En ese contexto, ¿qué pinta Fernando Simón? Como apuntaba recientemente Rafael Matesanz sobre Salvador Illa, Simón ha quedado como un mero “comentarista de la situación”.
Sale, comenta los gráficos, deja un par de apuntes más o menos acertados, contesta preguntas con cara cada vez de mayor impaciencia y hasta tres o cuatro días después no se vuelve a saber nada de él. La decisión de Sanidad ya en verano de ni siquiera actualizar sus datos nacionales en fin de semana -un auténtico escándalo- hace que cada vez más gente mire hacia su comunidad, sus datos, su propia manera de gestionarlos y las explicaciones de los Antonio Zapatero o los Josep María Argimon de turno en lugar de esperar el comentario de Simón, que, casi por definición, llega tarde: tanto CCAES como el Carlos III como el ministerio no hacen sino elaborar sobre los datos que ya han publicado previamente las comunidades autónomas.
Hombre tranquilo, Simón rara vez pierde la calma. Si se pone serio y didáctico, normalmente es porque los ciudadanos hemos hecho algo mal. Nunca él ni el Ministerio, por supuesto. Les hemos desbaratado sus planes con nuestra incompetencia y nos toca sermón desde el púlpito.
Ahora bien, la cosa viene cambiando.

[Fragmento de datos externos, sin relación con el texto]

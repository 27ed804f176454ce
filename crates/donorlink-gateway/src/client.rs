//! Shared HTTP plumbing.

use std::time::Duration;

use reqwest::{Client, Method, RequestBuilder, Response};
use serde::de::DeserializeOwned;
use tracing::{debug, warn};

use donorlink_core::config::ApiConfig;
use donorlink_core::error::AppError;
use donorlink_entity::session::Session;

use crate::error::{Resource, http_error, status_error};

/// REST gateway to the DonorLink backend.
#[derive(Debug, Clone)]
pub struct HttpGateway {
    client: Client,
    base_url: String,
    user_id_header: String,
}

impl HttpGateway {
    /// Build a gateway from configuration.
    pub fn new(config: &ApiConfig) -> Result<Self, AppError> {
        let client = Client::builder()
            .timeout(Duration::from_secs(config.request_timeout_seconds))
            .connect_timeout(Duration::from_secs(config.connect_timeout_seconds))
            .build()
            .map_err(http_error)?;

        Ok(Self {
            client,
            base_url: config.base_url.trim_end_matches('/').to_string(),
            user_id_header: config.user_id_header.clone(),
        })
    }

    /// Absolute URL for an API path.
    pub fn url(&self, path: &str) -> String {
        format!("{}/{}", self.base_url, path.trim_start_matches('/'))
    }

    /// Start an authenticated request.
    pub(crate) fn request(&self, method: Method, path: &str, session: &Session) -> RequestBuilder {
        self.client
            .request(method, self.url(path))
            .header(reqwest::header::AUTHORIZATION, session.credential.bearer())
            .header(self.user_id_header.as_str(), session.user_id.to_string())
    }

    /// Send a request and return the response if it succeeded.
    pub(crate) async fn send(
        &self,
        request: RequestBuilder,
        resource: Resource,
    ) -> Result<Response, AppError> {
        let response = request.send().await.map_err(http_error)?;
        let status = response.status();
        debug!(status = status.as_u16(), url = %response.url(), "HTTP response");
        if status.is_success() {
            return Ok(response);
        }

        let body = response.text().await.unwrap_or_default();
        let err = status_error(status.as_u16(), &body, resource);
        warn!(status = status.as_u16(), kind = %err.kind, code = ?err.code, "Request refused");
        Err(err)
    }

    /// Send a request and decode its JSON body.
    pub(crate) async fn send_json<T: DeserializeOwned>(
        &self,
        request: RequestBuilder,
        resource: Resource,
    ) -> Result<T, AppError> {
        let response = self.send(request, resource).await?;
        response.json::<T>().await.map_err(http_error)
    }

    /// Send a request whose response body is irrelevant.
    pub(crate) async fn send_unit(
        &self,
        request: RequestBuilder,
        resource: Resource,
    ) -> Result<(), AppError> {
        self.send(request, resource).await.map(drop)
    }
}
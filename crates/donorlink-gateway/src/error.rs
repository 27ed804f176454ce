//! HTTP failure mapping.

use donorlink_core::error::{AppError, ErrorCode, ErrorKind};

/// What a request was about, for tagging 404s.
#[derive(Debug, Clone, Copy, PartialEq, Eq)]
pub enum Resource {
    Match,
    Notification,
}

impl Resource {
    fn not_found_code(self) -> ErrorCode {
        match self {
            Self::Match => ErrorCode::MatchNotFound,
            Self::Notification => ErrorCode::NotificationNotFound,
        }
    }
}

/// Map a transport failure (no response received) onto an [`AppError`].
pub fn http_error(err: reqwest::Error) -> AppError {
    let kind = if err.is_timeout() || err.is_connect() || err.is_request() {
        ErrorKind::Network
    } else if err.is_decode() {
        ErrorKind::Serialization
    } else if err.is_builder() {
        ErrorKind::Configuration
    } else if let Some(status) = err.status() {
        return status_error(status.as_u16(), "", Resource::Match);
    } else {
        ErrorKind::ExternalService
    };
    AppError::with_source(kind, format!("HTTP request failed: {err}"), err)
}

/// Map a non-success response onto a tagged [`AppError`].
///
/// The body may be JSON with `code` and `message` fields or plain text.
/// When no recognizable `code` is present, role refusals and conflicts are
/// tagged from the message wording. A 400 or 422 that carries no conflict
/// tag is a validation failure.
pub fn status_error(status: u16, body: &str, resource: Resource) -> AppError {
    let (code, message) = parse_body(body);
    let message = message.unwrap_or_else(|| format!("Request failed with status {status}"));

    let err = match status {
        401 => AppError::authentication("Please log in again"),
        403 => {
            let code = code.or_else(|| role_code(&message));
            let err = AppError::authorization(message);
            match code {
                Some(code) => err.with_code(code),
                None => err,
            }
        }
        404 => {
            AppError::not_found(message).with_code(code.unwrap_or(resource.not_found_code()))
        }
        409 => {
            let err = AppError::conflict(message.clone());
            match code.or_else(|| conflict_code(&message)) {
                Some(code) => err.with_code(code),
                None => err,
            }
        }
        400 | 422 => match code.or_else(|| conflict_code(&message)) {
            Some(code) if is_input_code(code) => AppError::validation(message).with_code(code),
            Some(code) => AppError::conflict(message).with_code(code),
            None => AppError::validation(message),
        },
        503 => AppError::service_unavailable(message),
        _ => AppError::external(format!("Server error {status}: {message}")),
    };
    tracing::debug!(status, kind = %err.kind, code = ?err.code, "Mapped HTTP failure");
    err
}

fn parse_body(body: &str) -> (Option<ErrorCode>, Option<String>) {
    let trimmed = body.trim();
    if trimmed.is_empty() {
        return (None, None);
    }
    match serde_json::from_str::<serde_json::Value>(trimmed) {
        Ok(value) if value.is_object() => {
            let code = value
                .get("code")
                .and_then(|c| serde_json::from_value::<ErrorCode>(c.clone()).ok());
            let message = ["message", "error", "detail"]
                .iter()
                .find_map(|key| value.get(*key)?.as_str())
                .map(str::to_string);
            (code, message)
        }
        Ok(serde_json::Value::String(text)) => (None, Some(text)),
        _ => (None, Some(trimmed.to_string())),
    }
}

/// Tag a role refusal from the backend's message wording.
fn role_code(message: &str) -> Option<ErrorCode> {
    let lower = message.to_lowercase();
    if lower.contains("not registered") {
        if lower.contains("recipient") {
            Some(ErrorCode::NotRegisteredAsRecipient)
        } else if lower.contains("donor") {
            Some(ErrorCode::NotRegisteredAsDonor)
        } else {
            None
        }
    } else if lower.contains("not a party") || lower.contains("not part of this match") {
        Some(ErrorCode::NotAParty)
    } else if lower.contains("only the recipient") {
        Some(ErrorCode::CompletionRecipientOnly)
    } else {
        None
    }
}

/// Codes that describe malformed input rather than match state.
fn is_input_code(code: ErrorCode) -> bool {
    matches!(
        code,
        ErrorCode::ReasonTooShort
            | ErrorCode::NotesTooShort
            | ErrorCode::RatingOutOfRange
            | ErrorCode::ReceivedDateMissing
    )
}

/// Tag a conflict from the backend's message wording.
fn conflict_code(message: &str) -> Option<ErrorCode> {
    let lower = message.to_lowercase();
    if lower.contains("grace period") {
        Some(ErrorCode::GracePeriodExpired)
    } else if lower.contains("reconfirm") || lower.contains("re-confirm") {
        Some(ErrorCode::ReconfirmationWindowClosed)
    } else if lower.contains("already confirmed") {
        Some(ErrorCode::AlreadyConfirmed)
    } else if lower.contains("already completed") {
        Some(ErrorCode::AlreadyCompleted)
    } else if lower.contains("not confirmed") {
        Some(ErrorCode::NotConfirmed)
    } else {
        None
    }
}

No se le ha dado mucha trascendencia, pero Simón lleva tiempo mandando mensajes que pasan desapercibidos porque ni siquiera el Gobierno que le puso ahí se preocupa de escuchar sus ruedas de prensa. Antes del puente de diciembre dijo claramente: “Cuidado con este puente, lo que hagamos puede determinar lo que pase en Navidades” y, efectivamente, las incidencias empezaron a subir en Madrid y Cataluña entre otras comunidades tras el 8 de diciembre para dispararse después de Nochevieja.
Nadie hizo caso entonces a la advertencia. Simón vino a decir: “Si el puente de la Constitución se da mal, será imposible mantener el acuerdo para Navidades”, pero el puente se dio mal y ahí siguió el acuerdo vigente.
Cuando le preguntaron la semana pasada por las palabras de la ministra de Industria, Comercio y Turismo, Reyes Maroto, acerca de la posibilidad de “salvar la Semana Santa”, Simón puso la cara y el tono que generalmente reserva tan solo para comentar alguna decisión de Isabel Díaz Ayuso.
Aunque intentó matizar todo lo que pudo su respuesta, la misma no dejó lugar a dudas: “No sé ni cuándo cae la Semana Santa, tenemos una incidencia que no nos permite pensar en eso”. Puro sentido común, quizá lo que hubiéramos pedido desde el principio. El papel de Simón durante todo este largo año ha sido el de “tranquilizador oficial”. Ahora que la gente está, quizá, excesivamente tranquila, puede que su rol cambie. Demasiado tarde, en cualquier caso, puesto que nadie escucha. Y ahí, Simón, que en su momento vivió la vida como un quinto Beatle, queda como lo que siempre debió haber sido: un científico, punto. Ni dios ni monstruo. Mortal.